**What you will do**
All of the entries below need to be repeated exactly.

*** Opening of Data for review ***

use crate::config::ErrorPolicy;
use crate::core::aggregator::{Aggregator, Flow};
use crate::core::probe::ProbeEngine;
use crate::core::source::{SourceEntry, SourceTable};
use crate::domain::model::Outcome;
use crate::domain::ports::NetworkProbe;
use crate::utils::error::CheckError;
use chrono::{DateTime, Local};
use std::path::{Path, PathBuf};
use std::time::{Duration, Instant};

/// 一次完整檢查的結果
#[derive(Debug)]
pub struct RunReport {
    pub started_at: DateTime<Local>,
    pub elapsed: Duration,
    pub outcomes: Vec<Outcome>,
    pub probed: usize,
    pub halted: bool,
}

impl RunReport {
    pub fn successes(&self) -> usize {
        self.outcomes.iter().filter(|o| o.is_success()).count()
    }

    pub fn errors(&self) -> impl Iterator<Item = &CheckError> {
        self.outcomes.iter().filter_map(Outcome::as_error)
    }

    /// 需要結束整個程序的錯誤：檔案層級錯誤，或嚴格模式下的資料列錯誤。
    /// 目標本身的錯誤只結束本次執行。
    pub fn terminal_error(&self) -> Option<&CheckError> {
        if !self.halted {
            return None;
        }
        self.errors().last().filter(|err| {
            err.is_fatal() || matches!(err, CheckError::DataInvalidFormat { .. })
        })
    }
}

/// 對單一來源檔案執行檢查；每次執行都重新讀取檔案
pub struct SiteChecker<N: NetworkProbe> {
    path: PathBuf,
    policy: ErrorPolicy,
    engine: ProbeEngine<N>,
}

impl<N: NetworkProbe> SiteChecker<N> {
    pub fn new(path: impl Into<PathBuf>, policy: ErrorPolicy, engine: ProbeEngine<N>) -> Self {
        Self {
            path: path.into(),
            policy,
            engine,
        }
    }

    pub fn path(&self) -> &Path {
        &self.path
    }

    pub fn policy(&self) -> ErrorPolicy {
        self.policy
    }

    pub fn engine(&self) -> &ProbeEngine<N> {
        &self.engine
    }

    pub async fn run_once(&self) -> RunReport {
        let started_at = Local::now();
        let timer = Instant::now();
        tracing::info!("🔍 Check starting for {}", self.path.display());

        let mut aggregator = Aggregator::new(self.policy);
        let mut probed = 0;

        match SourceTable::load(&self.path) {
            Err(err) => {
                aggregator.push_error(err);
            }
            // 嚴格模式下先檢查表格狀態，有列錯誤就不探測任何記錄
            Ok(table) if !self.policy.ignore_errors && table.status().is_some() => {
                if let Some(err) = table.into_status() {
                    tracing::debug!("Invalid rows found, skipping probes: {}", err);
                    aggregator.push_error(err);
                }
            }
            Ok(table) => {
                for entry in table.into_entries() {
                    let flow = match entry {
                        SourceEntry::Invalid(err) => aggregator.push_error(err),
                        SourceEntry::Record(record) if record.host.is_none() => Flow::Continue,
                        SourceEntry::Record(record) => {
                            probed += 1;
                            tracing::debug!("Probing line {}: {:?}", record.line, record.host);
                            aggregator.push(self.engine.probe(&record).await)
                        }
                    };
                    if flow == Flow::Halt {
                        tracing::debug!("Run halted by error policy");
                        break;
                    }
                }
            }
        }

        let (outcomes, halted) = aggregator.finish();
        let report = RunReport {
            started_at,
            elapsed: timer.elapsed(),
            outcomes,
            probed,
            halted,
        };
        tracing::info!(
            "✅ Check completed: {} records probed, {} results, {} errors reported in {:?}",
            report.probed,
            report.successes(),
            report.errors().count(),
            report.elapsed
        );
        report
    }
}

*** Close of Data for review ***

**Your response**
use crate::config::ErrorPolicy;
use crate::core::aggregator::{Aggregator, Flow};
use crate::core::probe::ProbeEngine;
use crate::core::source::{SourceEntry, SourceTable};
use crate::domain::model::Outcome;
use crate::domain::ports::NetworkProbe;
use crate::utils::error::CheckError;
use chrono::{DateTime, Local};
use std::path::{Path, PathBuf};
use std::time::{Duration, Instant};

/// 一次完整檢查的結果
#[derive(Debug)]
pub struct RunReport {
    pub started_at: DateTime<Local>,
    pub elapsed: Duration,
    pub outcomes: Vec<Outcome>,
    pub probed: usize,
    pub halted: bool,
}

impl RunReport {
    pub fn successes(&self) -> usize {
        self.outcomes.iter().filter(|o| o.is_success()).count()
    }

    pub fn errors(&self) -> impl Iterator<Item = &CheckError> {
        self.outcomes.iter().filter_map(Outcome::as_error)
    }

    /// 需要結束整個程序的錯誤：檔案層級錯誤，或嚴格模式下的資料列錯誤。
    /// 目標本身的錯誤只結束本次執行。
    pub fn terminal_error(&self) -> Option<&CheckError> {
        if !self.halted {
            return None;
        }
        self.errors().last().filter(|err| {
            err.is_fatal() || matches!(err, CheckError::DataInvalidFormat { .. })
        })
    }
}

/// 對單一來源檔案執行檢查；每次執行都重新讀取檔案
pub struct SiteChecker<N: NetworkProbe> {
    path: PathBuf,
    policy: ErrorPolicy,
    engine: ProbeEngine<N>,
}

impl<N: NetworkProbe> SiteChecker<N> {
    pub fn new(path: impl Into<PathBuf>, policy: ErrorPolicy, engine: ProbeEngine<N>) -> Self {
        Self {
            path: path.into(),
            policy,
            engine,
        }
    }

    pub fn path(&self) -> &Path {
        &self.path
    }

    pub fn policy(&self) -> ErrorPolicy {
        self.policy
    }

    pub fn engine(&self) -> &ProbeEngine<N> {
        &self.engine
    }

    pub async fn run_once(&self) -> RunReport {
        let started_at = Local::now();
        let timer = Instant::now();
        tracing::info!("🔍 Check starting for {}", self.path.display());

        let mut aggregator = Aggregator::new(self.policy);
        let mut probed = 0;

        match SourceTable::load(&self.path) {
            Err(err) => {
                aggregator.push_error(err);
            }
            // 嚴格模式下先檢查表格狀態，有列錯誤就不探測任何記錄
            Ok(table) if !self.policy.ignore_errors && table.status().is_some() => {
                if let Some(err) = table.into_status() {
                    tracing::debug!("Invalid rows found, skipping probes: {}", err);
                    aggregator.push_error(err);
                }
            }
            Ok(table) => {
                for entry in table.into_entries() {
                    let flow = match entry {
                        SourceEntry::Invalid(err) => aggregator.push_error(err),
                        SourceEntry::Record(record) if record.host.is_none() => Flow::Continue,
                        SourceEntry::Record(record) => {
                            probed += 1;
                            tracing::debug!("Probing line {}: {:?}", record.line, record.host);
                            aggregator.push(self.engine.probe(&record).await)
                        }
                    };
                    if flow == Flow::Halt {
                        tracing::debug!("Run halted by error policy");
                        break;
                    }
                }
            }
        }

        let (outcomes, halted) = aggregator.finish();
        let report = RunReport {
            started_at,
            elapsed: timer.elapsed(),
            outcomes,
            probed,
            halted,
        };
        tracing::info!(
            "✅ Check completed: {} records probed, {} results, {} errors reported in {:?}",
            report.probed,
            report.successes(),
            report.errors().count(),
            report.elapsed
        );
        report
    }
}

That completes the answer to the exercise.